[Dataset]

+ + + + + + +

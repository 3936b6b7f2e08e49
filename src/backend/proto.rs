//! Wire messages of the `genproto` package shared with the backend services.
//!
//! Field tags must stay in sync with the backend `.proto` definitions.

#[derive(Clone, PartialEq, prost::Message)]
pub struct Empty {}

// ---- user_service ----

#[derive(Clone, PartialEq, prost::Message)]
pub struct User {
    #[prost(int64, tag = "1")]
    pub id: i64,
    #[prost(string, tag = "2")]
    pub first_name: String,
    #[prost(string, tag = "3")]
    pub last_name: String,
    #[prost(string, tag = "4")]
    pub phone_number: String,
    #[prost(string, tag = "5")]
    pub email: String,
    #[prost(string, tag = "6")]
    pub gender: String,
    #[prost(string, tag = "7")]
    pub password: String,
    #[prost(string, tag = "8")]
    pub username: String,
    #[prost(string, tag = "9")]
    pub profile_image_url: String,
    #[prost(string, tag = "10")]
    pub user_type: String,
    #[prost(string, tag = "11")]
    pub created_at: String,
}

#[derive(Clone, PartialEq, prost::Message)]
pub struct GetUserRequest {
    #[prost(int64, tag = "1")]
    pub id: i64,
}

#[derive(Clone, PartialEq, prost::Message)]
pub struct GetByEmailRequest {
    #[prost(string, tag = "1")]
    pub email: String,
}

#[derive(Clone, PartialEq, prost::Message)]
pub struct GetAllUsersRequest {
    #[prost(int32, tag = "1")]
    pub limit: i32,
    #[prost(int32, tag = "2")]
    pub page: i32,
    #[prost(string, tag = "3")]
    pub search: String,
}

#[derive(Clone, PartialEq, prost::Message)]
pub struct GetAllUsersResponse {
    #[prost(message, repeated, tag = "1")]
    pub users: Vec<User>,
    #[prost(int32, tag = "2")]
    pub count: i32,
}

#[derive(Clone, PartialEq, prost::Message)]
pub struct RegisterRequest {
    #[prost(string, tag = "1")]
    pub first_name: String,
    #[prost(string, tag = "2")]
    pub last_name: String,
    #[prost(string, tag = "3")]
    pub email: String,
    #[prost(string, tag = "4")]
    pub password: String,
}

#[derive(Clone, PartialEq, prost::Message)]
pub struct VerifyRegisterRequest {
    #[prost(string, tag = "1")]
    pub email: String,
    #[prost(string, tag = "2")]
    pub code: String,
}

#[derive(Clone, PartialEq, prost::Message)]
pub struct LoginRequest {
    #[prost(string, tag = "1")]
    pub email: String,
    #[prost(string, tag = "2")]
    pub password: String,
}

#[derive(Clone, PartialEq, prost::Message)]
pub struct AuthResponse {
    #[prost(int64, tag = "1")]
    pub id: i64,
    #[prost(string, tag = "2")]
    pub first_name: String,
    #[prost(string, tag = "3")]
    pub last_name: String,
    #[prost(string, tag = "4")]
    pub email: String,
    #[prost(string, tag = "5")]
    pub username: String,
    #[prost(string, tag = "6")]
    pub user_type: String,
    #[prost(string, tag = "7")]
    pub created_at: String,
    #[prost(string, tag = "8")]
    pub access_token: String,
}

#[derive(Clone, PartialEq, prost::Message)]
pub struct ForgotPasswordRequest {
    #[prost(string, tag = "1")]
    pub email: String,
}

// ---- post_service ----

#[derive(Clone, PartialEq, prost::Message)]
pub struct Category {
    #[prost(int64, tag = "1")]
    pub id: i64,
    #[prost(string, tag = "2")]
    pub title: String,
    #[prost(string, tag = "3")]
    pub created_at: String,
}

#[derive(Clone, PartialEq, prost::Message)]
pub struct GetCategoryRequest {
    #[prost(int64, tag = "1")]
    pub id: i64,
}

#[derive(Clone, PartialEq, prost::Message)]
pub struct GetAllCategoriesRequest {
    #[prost(int32, tag = "1")]
    pub limit: i32,
    #[prost(int32, tag = "2")]
    pub page: i32,
    #[prost(string, tag = "3")]
    pub search: String,
}

#[derive(Clone, PartialEq, prost::Message)]
pub struct GetAllCategoriesResponse {
    #[prost(message, repeated, tag = "1")]
    pub categories: Vec<Category>,
    #[prost(int32, tag = "2")]
    pub count: i32,
}

#[derive(Clone, PartialEq, prost::Message)]
pub struct Post {
    #[prost(int64, tag = "1")]
    pub id: i64,
    #[prost(string, tag = "2")]
    pub title: String,
    #[prost(string, tag = "3")]
    pub description: String,
    #[prost(string, tag = "4")]
    pub image_url: String,
    #[prost(int64, tag = "5")]
    pub user_id: i64,
    #[prost(int64, tag = "6")]
    pub category_id: i64,
    #[prost(string, tag = "7")]
    pub created_at: String,
    #[prost(string, tag = "8")]
    pub updated_at: String,
    #[prost(int32, tag = "9")]
    pub views_count: i32,
}

#[derive(Clone, PartialEq, prost::Message)]
pub struct GetPostRequest {
    #[prost(int64, tag = "1")]
    pub id: i64,
}

#[derive(Clone, PartialEq, prost::Message)]
pub struct GetAllPostsRequest {
    #[prost(int32, tag = "1")]
    pub limit: i32,
    #[prost(int32, tag = "2")]
    pub page: i32,
    #[prost(string, tag = "3")]
    pub search: String,
}

#[derive(Clone, PartialEq, prost::Message)]
pub struct GetAllPostsResponse {
    #[prost(message, repeated, tag = "1")]
    pub posts: Vec<Post>,
    #[prost(int32, tag = "2")]
    pub count: i32,
}

#[derive(Clone, PartialEq, prost::Message)]
pub struct Comment {
    #[prost(int64, tag = "1")]
    pub id: i64,
    #[prost(int64, tag = "2")]
    pub post_id: i64,
    #[prost(int64, tag = "3")]
    pub user_id: i64,
    #[prost(string, tag = "4")]
    pub description: String,
    #[prost(string, tag = "5")]
    pub created_at: String,
    #[prost(string, tag = "6")]
    pub updated_at: String,
}

#[derive(Clone, PartialEq, prost::Message)]
pub struct GetCommentRequest {
    #[prost(int64, tag = "1")]
    pub id: i64,
}

#[derive(Clone, PartialEq, prost::Message)]
pub struct GetAllCommentsRequest {
    #[prost(int32, tag = "1")]
    pub limit: i32,
    #[prost(int32, tag = "2")]
    pub page: i32,
    #[prost(string, tag = "3")]
    pub search: String,
    #[prost(int64, tag = "4")]
    pub user_id: i64,
    #[prost(int64, tag = "5")]
    pub post_id: i64,
}

#[derive(Clone, PartialEq, prost::Message)]
pub struct GetAllCommentsResponse {
    #[prost(message, repeated, tag = "1")]
    pub comments: Vec<Comment>,
    #[prost(int32, tag = "2")]
    pub count: i32,
}

#[derive(Clone, PartialEq, prost::Message)]
pub struct Like {
    #[prost(int64, tag = "1")]
    pub id: i64,
    #[prost(int64, tag = "2")]
    pub post_id: i64,
    #[prost(int64, tag = "3")]
    pub user_id: i64,
    #[prost(bool, tag = "4")]
    pub status: bool,
}

#[derive(Clone, PartialEq, prost::Message)]
pub struct GetLikeRequest {
    #[prost(int64, tag = "1")]
    pub id: i64,
}

#[derive(Clone, PartialEq, prost::Message)]
pub struct GetAllLikesRequest {
    #[prost(int32, tag = "1")]
    pub limit: i32,
    #[prost(int32, tag = "2")]
    pub page: i32,
    #[prost(string, tag = "3")]
    pub search: String,
    #[prost(int64, tag = "4")]
    pub user_id: i64,
    #[prost(int64, tag = "5")]
    pub post_id: i64,
}

#[derive(Clone, PartialEq, prost::Message)]
pub struct GetAllLikesResponse {
    #[prost(message, repeated, tag = "1")]
    pub likes: Vec<Like>,
    #[prost(int32, tag = "2")]
    pub count: i32,
}

#[derive(Clone, PartialEq, prost::Message)]
pub struct LikesAndDislikesRequest {
    #[prost(int64, tag = "1")]
    pub post_id: i64,
}

#[derive(Clone, PartialEq, prost::Message)]
pub struct LikesAndDislikesCount {
    #[prost(int64, tag = "1")]
    pub likes: i64,
    #[prost(int64, tag = "2")]
    pub dislikes: i64,
}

+ + + + + + +

[Task description]
Above are the entries; repeat their lines exactly, from the first through the one that contains "pub struct User".

[Solution for this problem]
repository 3936b6b7f2e08e49
filename src/backend/proto.rs
//! Wire messages of the `genproto` package shared with the backend services.
//!
//! Field tags must stay in sync with the backend `.proto` definitions.

#[derive(Clone, PartialEq, prost::Message)]
pub struct Empty {}

// ---- user_service ----

#[derive(Clone, PartialEq, prost::Message)]
pub struct User {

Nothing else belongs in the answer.